Perhaps the greatest font of knowledge on this period is a young 
Harvard scholar, Umit Kurt, of Kurdish-Arab origin, who was born in 
modern-day Gaziantep. Mr Kurt is now an academic at Harvard’s Center for 
Middle East Studies and wrote his doctoral dissertation on the Armenians 
of Antep from the 1890s with a special focus – this is the important bit 
for readers – on property transfers, confiscation, deportation and 
massacres. Mr Kurt’s conclusion is bleak.

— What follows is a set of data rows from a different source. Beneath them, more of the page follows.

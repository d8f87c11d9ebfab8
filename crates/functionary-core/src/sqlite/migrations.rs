#[derive(Clone, Copy, Debug, Eq, PartialEq)]
pub struct SqliteMigration {
    pub version: i64,
    pub name: &'static str,
    pub up_sql: &'static str,
    pub down_sql: &'static str,
}

const MIGRATION_0001: SqliteMigration = SqliteMigration {
    version: 1,
    name: "initial_registry_schema",
    up_sql: r#"
CREATE TABLE IF NOT EXISTS packages (
    package_id TEXT PRIMARY KEY,
    name TEXT NOT NULL,
    created_at_unix INTEGER NOT NULL
);

CREATE TABLE IF NOT EXISTS functions (
    function_id TEXT PRIMARY KEY,
    package_id TEXT NOT NULL REFERENCES packages (package_id) ON DELETE CASCADE,
    name TEXT NOT NULL CHECK (length(trim(name)) > 0),
    version INTEGER NOT NULL,
    display_name TEXT,
    description TEXT,
    schema_json TEXT NOT NULL,
    active INTEGER NOT NULL DEFAULT 1,
    created_at_unix INTEGER NOT NULL,
    UNIQUE (package_id, name, version)
);

CREATE UNIQUE INDEX IF NOT EXISTS idx_functions_single_active
    ON functions (package_id, name)
    WHERE active = 1;
"#,
    down_sql: r#"
DROP INDEX IF EXISTS idx_functions_single_active;
DROP TABLE IF EXISTS functions;
DROP TABLE IF EXISTS packages;
"#,
};

const MIGRATION_0002: SqliteMigration = SqliteMigration {
    version: 2,
    name: "freeze_function_identity_columns",
    up_sql: r#"
CREATE TRIGGER IF NOT EXISTS trg_functions_identity_immutable
BEFORE UPDATE OF function_id, package_id, name, version ON functions
WHEN OLD.function_id IS NOT NEW.function_id
  OR OLD.package_id IS NOT NEW.package_id
  OR OLD.name IS NOT NEW.name
  OR OLD.version IS NOT NEW.version
BEGIN
    SELECT RAISE(ABORT, 'function identity columns are immutable');
END;

CREATE TRIGGER IF NOT EXISTS trg_packages_identity_immutable
BEFORE UPDATE OF package_id ON packages
WHEN OLD.package_id IS NOT NEW.package_id
BEGIN
    SELECT RAISE(ABORT, 'package id is immutable');
END;
"#,
    down_sql: r#"
DROP TRIGGER IF EXISTS trg_packages_identity_immutable;
DROP TRIGGER IF EXISTS trg_functions_identity_immutable;
"#,
};

const MIGRATIONS: [SqliteMigration; 2] = [MIGRATION_0001, MIGRATION_0002];

pub fn migrations() -> &'static [SqliteMigration] {
    &MIGRATIONS
}

pub fn migration(version: i64) -> Option<&'static SqliteMigration> {
    MIGRATIONS.iter().find(|entry| entry.version == version)
}

pub fn current_schema_version() -> i64 {
    MIGRATIONS.last().map(|entry| entry.version).unwrap_or(0)
}
pub mod error;
pub mod function;
pub mod package;

pub use error::{RegistryError, RegistryErrorKind, RegistryResult};
pub use function::{
    Function, FunctionId, FunctionMetadata, FunctionScope, NewFunction, validate_function_name,
};
pub use package::{Package, PackageId, validate_package_name};

/// Upper bound, in characters, for package names, function names and display names.
pub const NAME_MAX_CHARS: usize = 64;
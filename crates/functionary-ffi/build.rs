extern crate cbindgen;

use std::env;
use std::path::PathBuf;

fn main() {
    let crate_dir = env::var("CARGO_MANIFEST_DIR").unwrap();

    // Generate C header
    let output_file = PathBuf::from(&crate_dir)
        .join("include")
        .join("functionary.h");

    std::fs::create_dir_all(output_file.parent().unwrap()).unwrap();

    cbindgen::Builder::new()
        .with_crate(crate_dir)
        .with_language(cbindgen::Language::C)
        .with_include_guard("FUNCTIONARY_H")
        .with_header("/* Generated by cbindgen. Every returned string is a JSON envelope; release it with functionary_free_string. */")
        .generate()
        .expect("Unable to generate bindings")
        .write_to_file(output_file);
}
//! # Configuration Module
//!
//! This module defines the configuration for the emission pipeline. Values
//! are loaded from environment variables with the `EMIT_` prefix (e.g.
//! `EMIT_MAX_FLUSH_TIME=5`), falling back to the defaults below.

use serde::{Deserialize, Serialize};
use std::time::Duration;

use crate::error::ConfigError;

/// Environment variable prefix for all recognized keys
pub const ENV_PREFIX: &str = "EMIT";

/// Scheduling strategy for the transport worker
#[derive(Debug, Clone, Copy, PartialEq, Eq, Serialize, Deserialize, Default)]
#[serde(rename_all = "snake_case")]
pub enum WorkerMode {
    /// One dedicated worker task per transport, launched on first start
    #[default]
    Background,

    /// The worker drains inline on the caller's task during `emit`
    Inline,
}

/// Main configuration structure for the emission pipeline
#[derive(Debug, Clone, PartialEq, Serialize, Deserialize)]
pub struct Config {
    /// Adapter URL consulted when no adapter is supplied; empty selects noop
    pub adapter_url: String,

    /// Worker scheduling strategy
    pub worker_mode: WorkerMode,

    /// Queue capacity; producers block when full. -1 means unbounded.
    pub max_queue_size: i64,

    /// Upper bound in seconds for adapter flush
    pub max_flush_time: f64,

    /// Upper bound in seconds for graceful stop
    pub max_stopping_time: f64,

    /// Per-iteration work budget / background wake interval in seconds
    pub max_work_time: f64,

    /// Propagate exceptions from `emit`; pretty-print JSON
    pub debug: bool,

    /// Pretty-print JSON unconditionally
    pub pretty: bool,
}

impl Default for Config {
    fn default() -> Self {
        Self {
            adapter_url: String::new(),
            worker_mode: WorkerMode::Background,
            max_queue_size: -1,
            max_flush_time: 10.0,
            max_stopping_time: 30.0,
            max_work_time: 0.5,
            debug: false,
            pretty: false,
        }
    }
}

impl Config {
    /// Load configuration from `EMIT_`-prefixed environment variables
    pub fn from_env() -> Result<Self, ConfigError> {
        let settings = config::Config::builder()
            .set_default("adapter_url", "")
            .map_err(|e| ConfigError::Load(e.to_string()))?
            .set_default("worker_mode", "background")
            .map_err(|e| ConfigError::Load(e.to_string()))?
            .set_default("max_queue_size", -1i64)
            .map_err(|e| ConfigError::Load(e.to_string()))?
            .set_default("max_flush_time", 10.0)
            .map_err(|e| ConfigError::Load(e.to_string()))?
            .set_default("max_stopping_time", 30.0)
            .map_err(|e| ConfigError::Load(e.to_string()))?
            .set_default("max_work_time", 0.5)
            .map_err(|e| ConfigError::Load(e.to_string()))?
            .set_default("debug", false)
            .map_err(|e| ConfigError::Load(e.to_string()))?
            .set_default("pretty", false)
            .map_err(|e| ConfigError::Load(e.to_string()))?
            .add_source(
                config::Environment::with_prefix(ENV_PREFIX)
                    .prefix_separator("_")
                    .try_parsing(true),
            )
            .build()
            .map_err(|e| ConfigError::Load(e.to_string()))?;

        settings
            .try_deserialize()
            .map_err(|e| ConfigError::Parse(e.to_string()))
    }

    /// Queue capacity as an optional bound
    pub fn queue_capacity(&self) -> Option<usize> {
        if self.max_queue_size < 0 {
            None
        } else {
            Some(self.max_queue_size as usize)
        }
    }

    /// Flush bound as a duration
    pub fn flush_time(&self) -> Duration {
        Duration::from_secs_f64(self.max_flush_time.max(0.0))
    }

    /// Graceful stop bound as a duration
    pub fn stopping_time(&self) -> Duration {
        Duration::from_secs_f64(self.max_stopping_time.max(0.0))
    }

    /// Per-iteration work budget as a duration
    pub fn work_time(&self) -> Duration {
        Duration::from_secs_f64(self.max_work_time.max(0.0))
    }

    /// True when event JSON should be pretty-printed
    pub fn pretty_json(&self) -> bool {
        self.debug || self.pretty
    }
}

“The famous battle of Aintab [sic] against the French,” he says, 
“…seems to have been as much the organised struggle of a group of 
genocide profiteers seeking to hold onto their loot as it was a fight 
against an occupying force. The resistance…sought to make it impossible 
for the Armenian repatriates to remain in their native towns, 
terrorising them [again] in order to make them flee. In short, not only 
did the local…landowners, industrialists and civil-military bureaucratic 
elites lead to the resistance movement, but they also financed it in 
order to cleanse Aintab of Armenians.”
They were successful. The French abandoned Antep in December 1919 and 
the Armenian volunteers fled with them. The new Turkish state awarded 
the Muslim fighters of the city with the honourific Turkish prefix 
‘Gazi’ – “veterans” – and thus Antep became Gaziantep and the great 
church of old Sarkis Balian would eventually be renamed the ‘Liberation 
Mosque’ – “Kurtulus Cami” – to mark the same dubious victory over the 
French and Armenians, the latter being defamed as killers by those who 
had sent the Armenians of the city to their doom in 1915.

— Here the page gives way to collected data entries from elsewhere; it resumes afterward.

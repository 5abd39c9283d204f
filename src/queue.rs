//! # Queue Module
//!
//! A single-consumer retry queue. Each item carries its own backoff state;
//! `get` returns the highest-priority *eligible* item, where priority is
//! `(attempts, last_attempt)` ascending and eligibility means the item's
//! backoff period has expired. Head and tail sentinel priorities carry the
//! worker control protocol (stop/halt/flush) through the same channel as
//! event payloads.

use parking_lot::Mutex;
use std::sync::Arc;
use std::time::Duration;
use tokio::sync::Notify;
use tokio::time::Instant;

use crate::backoff::Backoff;
use crate::error::QueueError;

/// One queued payload: an event body or a worker control sentinel
#[derive(Debug, Clone, PartialEq)]
pub enum QueuePayload {
    /// Serialized event JSON bound for the adapter
    Body(String),

    /// Ask the worker to drain gracefully for at most the given duration
    Stop(Duration),

    /// Ask the worker to exit immediately without draining
    Halt,

    /// Ask the worker to flush the adapter when idle
    Flush,
}

/// Sort class for queued items
#[derive(Debug, Clone, Copy, PartialEq, Eq)]
pub enum ItemPriority {
    /// Always sorts before any normal item
    Head,

    /// Ordinary payload, ordered by retry state
    Normal,

    /// Always sorts after any normal item
    Tail,
}

impl ItemPriority {
    fn base_attempts(self) -> i64 {
        match self {
            ItemPriority::Head => i64::MIN,
            ItemPriority::Normal => 0,
            ItemPriority::Tail => i64::MAX,
        }
    }
}

/// A queued payload plus its per-item backoff state
#[derive(Debug, Clone)]
pub struct QueueItem {
    /// The wrapped payload
    pub payload: QueuePayload,

    priority: ItemPriority,
    attempts: i64,
    last_attempt: Option<Instant>,
    created: Instant,
    backoff: Arc<Backoff>,
}

impl QueueItem {
    /// Wrap a payload with the shared backoff policy
    pub fn new(payload: QueuePayload, priority: ItemPriority, backoff: Arc<Backoff>) -> Self {
        Self {
            payload,
            priority,
            attempts: priority.base_attempts(),
            last_attempt: None,
            created: Instant::now(),
            backoff,
        }
    }

    /// Delivery attempts recorded against this item
    pub fn attempts(&self) -> i64 {
        self.attempts
    }

    /// Timestamp of the last delivery attempt
    pub fn last_attempt(&self) -> Option<Instant> {
        self.last_attempt
    }

    /// When the item was first enqueued
    pub fn created(&self) -> Instant {
        self.created
    }

    /// Record one delivery attempt now
    pub fn attempt(&mut self) {
        self.attempts = self.attempts.saturating_add(1);
        self.last_attempt = Some(Instant::now());
    }

    /// Clear retry state, restoring the item's base priority
    pub fn reset(&mut self) {
        self.attempts = self.priority.base_attempts();
        self.last_attempt = None;
    }

    /// Time remaining in this item's backoff period
    pub fn remaining(&self) -> Duration {
        self.backoff.remaining(self.attempts, self.last_attempt)
    }

    /// Returns true when the item is eligible for delivery
    pub fn expired(&self) -> bool {
        self.backoff.expired(self.attempts, self.last_attempt)
    }

    fn sort_key(&self) -> (i64, Option<Instant>) {
        (self.attempts, self.last_attempt)
    }
}

/// Point-in-time view of queue state
#[derive(Debug, Clone, Copy)]
pub struct QueueStat {
    /// Number of queued items
    pub size: usize,

    /// Items currently eligible for delivery
    pub ready: usize,

    /// Remaining backoff of the furthest-out item, if any are queued
    pub oldest_expiry: Option<Duration>,
}

/// Single-consumer FIFO with per-item backoff and head/tail priorities
#[derive(Debug)]
pub struct Queue {
    items: Mutex<Vec<QueueItem>>,
    not_empty: Notify,
    not_full: Notify,
    capacity: Option<usize>,
    backoff: Arc<Backoff>,
}

impl Default for Queue {
    fn default() -> Self {
        Self::new(None, Arc::new(Backoff::default()))
    }
}

impl Queue {
    /// Create a queue with an optional capacity bound and a shared backoff
    /// policy applied to every item
    pub fn new(capacity: Option<usize>, backoff: Arc<Backoff>) -> Self {
        Self {
            items: Mutex::new(Vec::new()),
            not_empty: Notify::new(),
            not_full: Notify::new(),
            capacity,
            backoff,
        }
    }

    /// Number of queued items
    pub fn len(&self) -> usize {
        self.items.lock().len()
    }

    /// Returns true when nothing is queued
    pub fn is_empty(&self) -> bool {
        self.items.lock().is_empty()
    }

    /// Enqueue a payload; blocks while the queue is at capacity
    pub async fn put(&self, payload: QueuePayload) {
        self.put_item(QueueItem::new(
            payload,
            ItemPriority::Normal,
            Arc::clone(&self.backoff),
        ))
        .await;
    }

    /// Enqueue a payload that sorts before all normal items
    pub async fn put_head(&self, payload: QueuePayload) {
        self.put_item(QueueItem::new(
            payload,
            ItemPriority::Head,
            Arc::clone(&self.backoff),
        ))
        .await;
    }

    /// Enqueue a payload that sorts after all normal items
    pub async fn put_tail(&self, payload: QueuePayload) {
        self.put_item(QueueItem::new(
            payload,
            ItemPriority::Tail,
            Arc::clone(&self.backoff),
        ))
        .await;
    }

    /// Return an item to the queue, preserving its retry state
    pub async fn put_item(&self, item: QueueItem) {
        let mut item = Some(item);
        loop {
            let notified = self.not_full.notified();
            {
                let mut items = self.items.lock();
                if self.capacity.map_or(true, |cap| items.len() < cap) {
                    if let Some(item) = item.take() {
                        items.push(item);
                    }
                    self.not_empty.notify_one();
                    return;
                }
            }
            notified.await;
        }
    }

    /// Enqueue a control sentinel at the head without yielding. Control
    /// items are exempt from the capacity bound so shutdown cannot block
    /// behind a full queue.
    pub(crate) fn push_control(&self, payload: QueuePayload) {
        let item = QueueItem::new(payload, ItemPriority::Head, Arc::clone(&self.backoff));
        self.items.lock().push(item);
        self.not_empty.notify_one();
    }

    /// Fetch the highest-priority eligible item.
    ///
    /// Non-blocking mode returns [`QueueError::Empty`] immediately when no
    /// item is eligible. Blocking with `timeout = None` waits forever;
    /// with a timeout it waits at most that long.
    pub async fn get(
        &self,
        block: bool,
        timeout: Option<Duration>,
    ) -> Result<QueueItem, QueueError> {
        if !block {
            return self.try_pop().ok_or(QueueError::Empty);
        }
        match timeout {
            None => loop {
                let notified = self.not_empty.notified();
                if let Some(item) = self.try_pop() {
                    return Ok(item);
                }
                notified.await;
            },
            Some(timeout) => {
                let deadline = Instant::now() + timeout;
                loop {
                    let notified = self.not_empty.notified();
                    if let Some(item) = self.try_pop() {
                        return Ok(item);
                    }
                    let remaining = deadline.saturating_duration_since(Instant::now());
                    if remaining.is_zero() {
                        return Err(QueueError::Empty);
                    }
                    if tokio::time::timeout(remaining, notified).await.is_err() {
                        return self.try_pop().ok_or(QueueError::Empty);
                    }
                }
            }
        }
    }

    /// Clear retry state for every queued item, making all eligible again
    pub fn reset(&self) {
        tracing::debug!("resetting queue");
        let mut items = self.items.lock();
        for item in items.iter_mut() {
            item.reset();
        }
        self.not_empty.notify_one();
    }

    /// Drop every queued item
    pub fn clear(&self) {
        tracing::debug!("clearing all items from queue");
        self.items.lock().clear();
        self.not_full.notify_waiters();
    }

    /// Scan the queue under its lock and report size / readiness / expiry
    pub fn stat(&self) -> QueueStat {
        let items = self.items.lock();
        QueueStat {
            size: items.len(),
            ready: items.iter().filter(|item| item.expired()).count(),
            oldest_expiry: items.iter().map(|item| item.remaining()).max(),
        }
    }

    fn try_pop(&self) -> Option<QueueItem> {
        let mut items = self.items.lock();
        items.sort_by_key(QueueItem::sort_key);

        let index = items
            .iter()
            .position(|item| item.attempts() <= 0 || item.expired())?;
        let item = items.remove(index);
        self.not_full.notify_one();
        Some(item)
    }
}

#[cfg(test)]
mod tests {
    use super::*;
    use pretty_assertions::assert_eq;

    fn body(text: &str) -> QueuePayload {
        QueuePayload::Body(text.to_string())
    }

    async fn pop(queue: &Queue) -> QueuePayload {
        queue.get(false, None).await.unwrap().payload
    }

    #[tokio::test]
    async fn test_fifo_for_fresh_items() {
        let queue = Queue::default();
        queue.put(body("a")).await;
        queue.put(body("b")).await;
        queue.put(body("c")).await;

        assert_eq!(pop(&queue).await, body("a"));
        assert_eq!(pop(&queue).await, body("b"));
        assert_eq!(pop(&queue).await, body("c"));
    }

    #[tokio::test]
    async fn test_head_item_precedes_everything() {
        let queue = Queue::default();
        queue.put(body("a")).await;
        queue.put_head(body("urgent")).await;

        assert_eq!(pop(&queue).await, body("urgent"));
        assert_eq!(pop(&queue).await, body("a"));
    }

    #[tokio::test]
    async fn test_tail_item_follows_everything() {
        let queue = Queue::default();
        queue.put_tail(body("last")).await;
        queue.put(body("a")).await;
        queue.put(body("b")).await;

        assert_eq!(pop(&queue).await, body("a"));
        assert_eq!(pop(&queue).await, body("b"));
        assert_eq!(pop(&queue).await, body("last"));
    }

    #[tokio::test]
    async fn test_non_blocking_get_on_empty_queue() {
        let queue = Queue::default();
        assert!(matches!(
            queue.get(false, None).await,
            Err(QueueError::Empty)
        ));
    }

    #[tokio::test(start_paused = true)]
    async fn test_failed_item_is_ineligible_until_backoff_expires() {
        let queue = Queue::default();
        queue.put(body("retry")).await;

        let mut item = queue.get(false, None).await.unwrap();
        item.attempt();
        queue.put_item(item).await;

        assert!(matches!(
            queue.get(false, None).await,
            Err(QueueError::Empty)
        ));

        tokio::time::advance(Duration::from_secs(2)).await;
        assert_eq!(pop(&queue).await, body("retry"));
    }

    #[tokio::test(start_paused = true)]
    async fn test_priority_orders_by_fewest_attempts() {
        let queue = Queue::default();
        queue.put(body("failed")).await;

        let mut failed = queue.get(false, None).await.unwrap();
        failed.attempt();
        queue.put_item(failed).await;
        queue.put(body("fresh")).await;

        tokio::time::advance(Duration::from_secs(4)).await;

        // Both eligible now, but the fresh item has fewer attempts.
        assert_eq!(pop(&queue).await, body("fresh"));
        assert_eq!(pop(&queue).await, body("failed"));
    }

    #[tokio::test(start_paused = true)]
    async fn test_reset_makes_all_items_eligible() {
        let queue = Queue::default();
        queue.put(body("a")).await;

        let mut item = queue.get(false, None).await.unwrap();
        item.attempt();
        item.attempt();
        queue.put_item(item).await;

        queue.reset();
        let item = queue.get(false, None).await.unwrap();
        assert_eq!(item.attempts(), 0);
        assert!(item.last_attempt().is_none());
    }

    #[tokio::test]
    async fn test_reset_preserves_sentinel_priority() {
        let queue = Queue::default();
        queue.put(body("normal")).await;
        queue.put_head(body("head")).await;

        queue.reset();
        assert_eq!(pop(&queue).await, body("head"));
    }

    #[tokio::test]
    async fn test_clear_drops_everything() {
        let queue = Queue::default();
        queue.put(body("a")).await;
        queue.put(body("b")).await;

        queue.clear();
        assert!(queue.is_empty());
    }

    #[tokio::test(start_paused = true)]
    async fn test_blocking_get_times_out() {
        let queue = Queue::default();
        let result = queue.get(true, Some(Duration::from_millis(50))).await;
        assert!(matches!(result, Err(QueueError::Empty)));
    }

    #[tokio::test]
    async fn test_blocking_get_wakes_on_put() {
        let queue = Arc::new(Queue::default());
        let getter = {
            let queue = Arc::clone(&queue);
            tokio::spawn(async move { queue.get(true, Some(Duration::from_secs(5))).await })
        };

        tokio::task::yield_now().await;
        queue.put(body("x")).await;

        let item = getter.await.unwrap().unwrap();
        assert_eq!(item.payload, body("x"));
    }

    #[tokio::test]
    async fn test_bounded_put_blocks_until_space() {
        let queue = Arc::new(Queue::new(Some(1), Arc::new(Backoff::default())));
        queue.put(body("first")).await;

        let putter = {
            let queue = Arc::clone(&queue);
            tokio::spawn(async move { queue.put(body("second")).await })
        };

        tokio::task::yield_now().await;
        assert_eq!(queue.len(), 1);

        assert_eq!(pop(&queue).await, body("first"));
        putter.await.unwrap();
        assert_eq!(pop(&queue).await, body("second"));
    }

    #[tokio::test(start_paused = true)]
    async fn test_stat_reports_readiness() {
        let queue = Queue::default();
        queue.put(body("ready")).await;

        let mut waiting = QueueItem::new(
            body("waiting"),
            ItemPriority::Normal,
            Arc::new(Backoff::default()),
        );
        waiting.attempt();
        queue.put_item(waiting).await;

        let stat = queue.stat();
        assert_eq!(stat.size, 2);
        assert_eq!(stat.ready, 1);
        assert_eq!(stat.oldest_expiry, Some(Duration::from_secs(2)));
    }
}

Not much justice there. Nor in the official Turkish version of that 
terrible history of the Armenian Holocaust in which – this is the least 
the Turkish government will concede – Armenians died ‘tragically’ in the 
chaos of the First World War, as did Muslims themselves. German military 
advisers witnessed the genocide. Hitler was later to ask his generals, 
before the invasion of Poland and the destruction of its Jews, who now, 
in 1939, remembered the Armenians. The official Turkish account of the 
fate of Gaziantep’s original Armenians refers to their “relocation” – a 
word used by the Nazis when they sent the Jews to their extermination in 
eastern Europe.
No, we shouldn’t contaminate the Turks of modern Turkey with the crimes 
of their grandfathers. Umir Kurt wrote his dissertation for the 
brilliant and brave Turkish historian Taner Akcam, whose work on the 
Armenian genocide has revolutionised historical scholarship in Turkey. 
Last year, President Recep Tayyip Erdogan deliberately moved the date of 
the 1915 Gallipoli commemorations to the very day of the anniversary of 
the start of the Armenian genocide in an attempt to smother any memory 
of the crime – but the government allowed Armenians to parade through 
Istanbul in honour of their 1915 dead. Yet if the historical narrative 
from the 20th century’s first holocaust to its second holocaust is 
valid, then the path upon which the first doomed Armenians of Antep set 
out in their convoy of deportation on 1st August 1915 led all the way to 
Auschwitz. The ‘Liberation’ Mosque is a milestone on the journey.